Stored items

//! Cache key management utilities.
//!
//! Keys follow the layout used by the resource services:
//!
//! | Data | Key |
//! |------|-----|
//! | all users | `users` |
//! | one user | `user_1` |
//! | posts of user 1 | `posts_user_1` |
//! | comments of post 7 | `comments_post_7` |
//!
//! Every key is stored under the store prefix (`app_cache_` by default).

use crate::entity::{EntityId, Resource};

/// Prefix applied to every key in the persistent store.
pub const DEFAULT_CACHE_PREFIX: &str = "app_cache_";

/// Builder for cache keys.
pub struct CacheKeyBuilder;

impl CacheKeyBuilder {
    /// Key for the whole collection of a resource type, e.g. `users`.
    pub fn collection<T: Resource>() -> String {
        format!("{}s", T::resource_name())
    }

    /// Key for a single resource, e.g. `user_1`.
    pub fn item<T: Resource>(id: EntityId) -> String {
        format!("{}_{}", T::resource_name(), id)
    }

    /// Key for the children of a parent resource, e.g. `posts_user_1`.
    pub fn children<C: Resource, P: Resource>(parent_id: EntityId) -> String {
        format!("{}s_{}_{}", C::resource_name(), P::resource_name(), parent_id)
    }

    /// Build composite key from multiple parts.
    pub fn build_composite(parts: &[&str]) -> String {
        parts.join("_")
    }

    /// Full key as written to the store.
    pub fn storage_key(prefix: &str, key: &str) -> String {
        format!("{}{}", prefix, key)
    }

    /// Strip the store prefix from a stored key.
    pub fn logical_key<'a>(prefix: &str, storage_key: &'a str) -> Option<&'a str> {
        storage_key.strip_prefix(prefix)
    }
}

§ Task details:
Please print the records above exactly, leaving nothing out.

§ Answer space:
//! Cache key management utilities.
//!
//! Keys follow the layout used by the resource services:
//!
//! | Data | Key |
//! |------|-----|
//! | all users | `users` |
//! | one user | `user_1` |
//! | posts of user 1 | `posts_user_1` |
//! | comments of post 7 | `comments_post_7` |
//!
//! Every key is stored under the store prefix (`app_cache_` by default).

use crate::entity::{EntityId, Resource};

/// Prefix applied to every key in the persistent store.
pub const DEFAULT_CACHE_PREFIX: &str = "app_cache_";

/// Builder for cache keys.
pub struct CacheKeyBuilder;

impl CacheKeyBuilder {
    /// Key for the whole collection of a resource type, e.g. `users`.
    pub fn collection<T: Resource>() -> String {
        format!("{}s", T::resource_name())
    }

    /// Key for a single resource, e.g. `user_1`.
    pub fn item<T: Resource>(id: EntityId) -> String {
        format!("{}_{}", T::resource_name(), id)
    }

    /// Key for the children of a parent resource, e.g. `posts_user_1`.
    pub fn children<C: Resource, P: Resource>(parent_id: EntityId) -> String {
        format!("{}s_{}_{}", C::resource_name(), P::resource_name(), parent_id)
    }

    /// Build composite key from multiple parts.
    pub fn build_composite(parts: &[&str]) -> String {
        parts.join("_")
    }

    /// Full key as written to the store.
    pub fn storage_key(prefix: &str, key: &str) -> String {
        format!("{}{}", prefix, key)
    }

    /// Strip the store prefix from a stored key.
    pub fn logical_key<'a>(prefix: &str, storage_key: &'a str) -> Option<&'a str> {
        storage_key.strip_prefix(prefix)
    }
}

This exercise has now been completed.